Spartan Profiles: Don Cook

FOUR-STAR GENERAL
Although Hollywood likes to glamorize fighter pilots, like Maverick (Tom Cruise) in Top Gun, it was mostly bomber pilots who made Operation Enduring Freedom in Afghanistan a success. “Bunker Busters,” “Daisy Cutters” and “Thermobaric Bombs” are now part of the American lexicon. Keying their success is Gen. Donald G. Cook, ’69, commander of Air Education and Training Command at Randolph AFB, Texas.
“Simply said, we prepare the air arm of the Defense Dept. to conduct its mission,” explains Cook, a four-star general. “Our team provides the training and education that ensures America’s global air superiority. America’s Air Force is the best in the world–bar none.”
Besides producing aviators, each year Don’s unit recruits and gives basic military training to more than 36,000 people; commissions nearly 6,000 USAF officers; educates more than 150,000 people; and teaches technical skills to more than 130,000 students. “(This is) the foundation for much of the might America brings to the war on terrorism,” says Don of the AETC, “from the aviators who drop the bombs, medics in the field and special operations forces to the researchers who develop smart bombs, intelligence experts and war planners who produce the strategies for combat.”
A bomber pilot himself, Don has personally flown more than 3,300 hours and, among many posts, served in the Senate Liaison Office, on the House Armed Services Committee, and as director of the USAF’s Expeditionary Aerospace Force Implementation, a unit that plans for the U.S. to be able to fight in two regional conflicts at once.

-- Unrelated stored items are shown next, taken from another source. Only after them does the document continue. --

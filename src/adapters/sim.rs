//! Host-side robot simulator.
//!
//! Implements every port with a differential-drive kinematic model in a
//! rectangular arena, so the navigator runs unchanged on a desktop.
//!
//! - Range: ray cast from the robot centre along its heading, capped at the
//!   sonar's maximum.
//! - Floor: boundary tape along every wall, plain floor elsewhere.
//! - Heading: integer gyro, clockwise positive, zeroed by either reset.
//! - Time: each sensor read costs one sample period; `drive_for` and `stop`
//!   cost their hold time.  Motion integrates whatever command is active
//!   while time passes.
//!
//! An optional time budget trips the internal [`StopLatch`], standing in for
//! an operator pressing stop.

use std::f32::consts::PI;

use log::debug;

use crate::app::ports::{MotionCommand, MotionPort, SensorPort, StopSignal};
use crate::config::DistanceUnit;
use crate::drivers::stop_button::StopLatch;
use crate::fsm::context::FloorClass;

// ---------------------------------------------------------------------------
// Arena
// ---------------------------------------------------------------------------

/// Axis-aligned box obstacle, centimetres.
#[derive(Debug, Clone, Copy, PartialEq)]
pub struct Obstacle {
    pub min_x: f32,
    pub min_y: f32,
    pub max_x: f32,
    pub max_y: f32,
}

impl Obstacle {
    fn contains(&self, x: f32, y: f32) -> bool {
        x >= self.min_x && x <= self.max_x && y >= self.min_y && y <= self.max_y
    }
}

/// Walled rectangle with optional boundary tape and box obstacles.
#[derive(Debug, Clone)]
pub struct Arena {
    width_cm: f32,
    height_cm: f32,
    tape_width_cm: f32,
    tape: FloorClass,
    floor: FloorClass,
    obstacles: Vec<Obstacle>,
}

impl Arena {
    /// Ray-march step, centimetres.
    const RAY_STEP_CM: f32 = 0.5;

    pub fn new(width_cm: f32, height_cm: f32) -> Self {
        Self {
            width_cm,
            height_cm,
            tape_width_cm: 0.0,
            tape: FloorClass::Red,
            floor: FloorClass::White,
            obstacles: Vec::new(),
        }
    }

    /// Lay a band of `class` tape of the given width along every wall.
    pub fn with_tape(mut self, width_cm: f32, class: FloorClass) -> Self {
        self.tape_width_cm = width_cm;
        self.tape = class;
        self
    }

    pub fn with_obstacle(mut self, min_x: f32, min_y: f32, max_x: f32, max_y: f32) -> Self {
        self.obstacles.push(Obstacle {
            min_x,
            min_y,
            max_x,
            max_y,
        });
        self
    }

    pub fn width_cm(&self) -> f32 {
        self.width_cm
    }

    pub fn height_cm(&self) -> f32 {
        self.height_cm
    }

    pub fn is_occupied(&self, x: f32, y: f32) -> bool {
        x < 0.0
            || y < 0.0
            || x > self.width_cm
            || y > self.height_cm
            || self.obstacles.iter().any(|o| o.contains(x, y))
    }

    /// Distance to the first occupied point along `angle_rad`, or `max_cm`.
    pub fn ray_cast(&self, ox: f32, oy: f32, angle_rad: f32, max_cm: f32) -> f32 {
        let dx = angle_rad.cos() * Self::RAY_STEP_CM;
        let dy = angle_rad.sin() * Self::RAY_STEP_CM;

        let (mut x, mut y) = (ox, oy);
        let mut distance = 0.0;
        while distance < max_cm {
            x += dx;
            y += dy;
            distance += Self::RAY_STEP_CM;
            if self.is_occupied(x, y) {
                return distance;
            }
        }
        max_cm
    }

    pub fn floor_at(&self, x: f32, y: f32) -> FloorClass {
        let to_wall = x
            .min(self.width_cm - x)
            .min(y)
            .min(self.height_cm - y);
        if to_wall < self.tape_width_cm {
            self.tape
        } else {
            self.floor
        }
    }
}

// ---------------------------------------------------------------------------
// Robot model
// ---------------------------------------------------------------------------

/// Physical parameters of the simulated robot.
#[derive(Debug, Clone, Copy, PartialEq)]
pub struct SimParams {
    /// Distance between wheel contact points.
    pub wheel_base_cm: f32,
    /// Wheel surface speed at 100% command.
    pub max_wheel_speed_cm_s: f32,
    /// Collision radius around the centre.
    pub radius_cm: f32,
    /// Cost of one sensor read, and the integration step.
    pub sample_ms: u32,
    /// Sonar range cap.
    pub sonar_max_cm: f32,
    /// Unit the simulated sonar reports in.
    pub unit: DistanceUnit,
}

impl Default for SimParams {
    fn default() -> Self {
        Self {
            wheel_base_cm: 12.0,
            max_wheel_speed_cm_s: 40.0,
            radius_cm: 5.0,
            sample_ms: 5,
            sonar_max_cm: 255.0,
            unit: DistanceUnit::Centimeters,
        }
    }
}

pub struct SimRobot {
    arena: Arena,
    params: SimParams,
    /// Centre position, centimetres.
    x: f32,
    y: f32,
    /// Orientation, radians, counter-clockwise from +X.
    theta: f32,
    /// Clockwise rotation since the last gyro reset, degrees.
    gyro_deg: f32,
    cmd: MotionCommand,
    elapsed_ms: u64,
    budget_ms: Option<u64>,
    latch: StopLatch,
    collisions: u32,
    commands: u64,
}

impl SimRobot {
    /// Place a robot at `(x, y)` facing `heading_deg` (counter-clockwise
    /// from +X).
    pub fn new(arena: Arena, params: SimParams, x: f32, y: f32, heading_deg: f32) -> Self {
        Self {
            arena,
            params,
            x,
            y,
            theta: heading_deg.to_radians(),
            gyro_deg: 0.0,
            cmd: MotionCommand::STOP,
            elapsed_ms: 0,
            budget_ms: None,
            latch: StopLatch::new(),
            collisions: 0,
            commands: 0,
        }
    }

    /// Trip the stop latch once `ms` of simulated time has passed.
    pub fn with_budget_ms(mut self, ms: u64) -> Self {
        self.budget_ms = Some(ms);
        self
    }

    /// `(x_cm, y_cm, heading_deg)`, heading counter-clockwise from +X.
    pub fn pose(&self) -> (f32, f32, f32) {
        (self.x, self.y, self.theta.to_degrees())
    }

    pub fn elapsed_ms(&self) -> u64 {
        self.elapsed_ms
    }

    /// Steps where the robot was held back by a wall or obstacle.
    pub fn collisions(&self) -> u32 {
        self.collisions
    }

    /// Motion commands received (drive, drive_for and stop).
    pub fn commands(&self) -> u64 {
        self.commands
    }

    pub fn current_command(&self) -> MotionCommand {
        self.cmd
    }

    pub fn stop_latch(&self) -> &StopLatch {
        &self.latch
    }

    pub fn arena(&self) -> &Arena {
        &self.arena
    }

    /// Let `ms` of simulated time pass under the active command.
    fn advance(&mut self, ms: u32) {
        let step = self.params.sample_ms.max(1);
        let mut remaining = ms;
        while remaining > 0 {
            let dt_ms = remaining.min(step);
            self.integrate(dt_ms as f32 / 1000.0);
            remaining -= dt_ms;
            self.elapsed_ms += u64::from(dt_ms);
        }

        if let Some(budget) = self.budget_ms {
            if self.elapsed_ms >= budget && !self.latch.is_tripped() {
                debug!("sim: budget of {budget} ms spent, tripping stop");
                self.latch.trip();
            }
        }
    }

    fn integrate(&mut self, dt: f32) {
        let scale = self.params.max_wheel_speed_cm_s / f32::from(MotionCommand::MAX_SPEED);
        let vl = f32::from(self.cmd.left) * scale;
        let vr = f32::from(self.cmd.right) * scale;

        let v = (vl + vr) / 2.0;
        // Counter-clockwise positive.
        let omega = (vr - vl) / self.params.wheel_base_cm;

        self.theta = normalize_angle(self.theta + omega * dt);
        self.gyro_deg -= (omega * dt).to_degrees();

        let nx = self.x + v * self.theta.cos() * dt;
        let ny = self.y + v * self.theta.sin() * dt;
        if self.collides(nx, ny) {
            self.collisions += 1;
        } else {
            self.x = nx;
            self.y = ny;
        }
    }

    fn collides(&self, x: f32, y: f32) -> bool {
        let r = self.params.radius_cm;
        (0..8).any(|i| {
            let a = i as f32 * PI / 4.0;
            self.arena.is_occupied(x + r * a.cos(), y + r * a.sin())
        })
    }

    fn set_command(&mut self, cmd: MotionCommand) {
        self.cmd = cmd;
        self.commands += 1;
    }
}

fn normalize_angle(angle: f32) -> f32 {
    let a = angle % (2.0 * PI);
    if a >= PI {
        a - 2.0 * PI
    } else if a < -PI {
        a + 2.0 * PI
    } else {
        a
    }
}

// ── SensorPort implementation ─────────────────────────────────

impl SensorPort for SimRobot {
    fn read_distance(&mut self) -> f32 {
        self.advance(self.params.sample_ms);
        let cm = self
            .arena
            .ray_cast(self.x, self.y, self.theta, self.params.sonar_max_cm);
        self.params.unit.from_cm(cm)
    }

    fn read_floor(&mut self) -> FloorClass {
        self.advance(self.params.sample_ms);
        self.arena.floor_at(self.x, self.y)
    }

    fn read_heading(&mut self) -> i32 {
        self.advance(self.params.sample_ms);
        self.gyro_deg.round() as i32
    }

    fn reset_heading_hard(&mut self) {
        self.gyro_deg = 0.0;
    }

    fn reset_heading_angle(&mut self) {
        self.gyro_deg = 0.0;
    }
}

// ── MotionPort implementation ─────────────────────────────────

impl MotionPort for SimRobot {
    fn drive(&mut self, cmd: MotionCommand) {
        self.set_command(cmd);
    }

    fn drive_for(&mut self, cmd: MotionCommand, hold_ms: u32) {
        self.set_command(cmd);
        self.advance(hold_ms);
    }

    fn stop(&mut self, settle_ms: u32) {
        self.set_command(MotionCommand::STOP);
        self.advance(settle_ms);
    }
}

// ── StopSignal implementation ─────────────────────────────────

impl StopSignal for SimRobot {
    fn stop_requested(&mut self) -> bool {
        self.latch.is_tripped()
    }
}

Don credits much of his military success to his ROTC experience at MSU. “The education I received and life skills I developed while a student at MSU provided the foundation for the military career I have enjoyed for the past 32 years,” he says. “My ROTC experience reinforced and instilled in me a set of values that I carry with me to this day – things like integrity, selflessness, service, patriotism and teamwork.”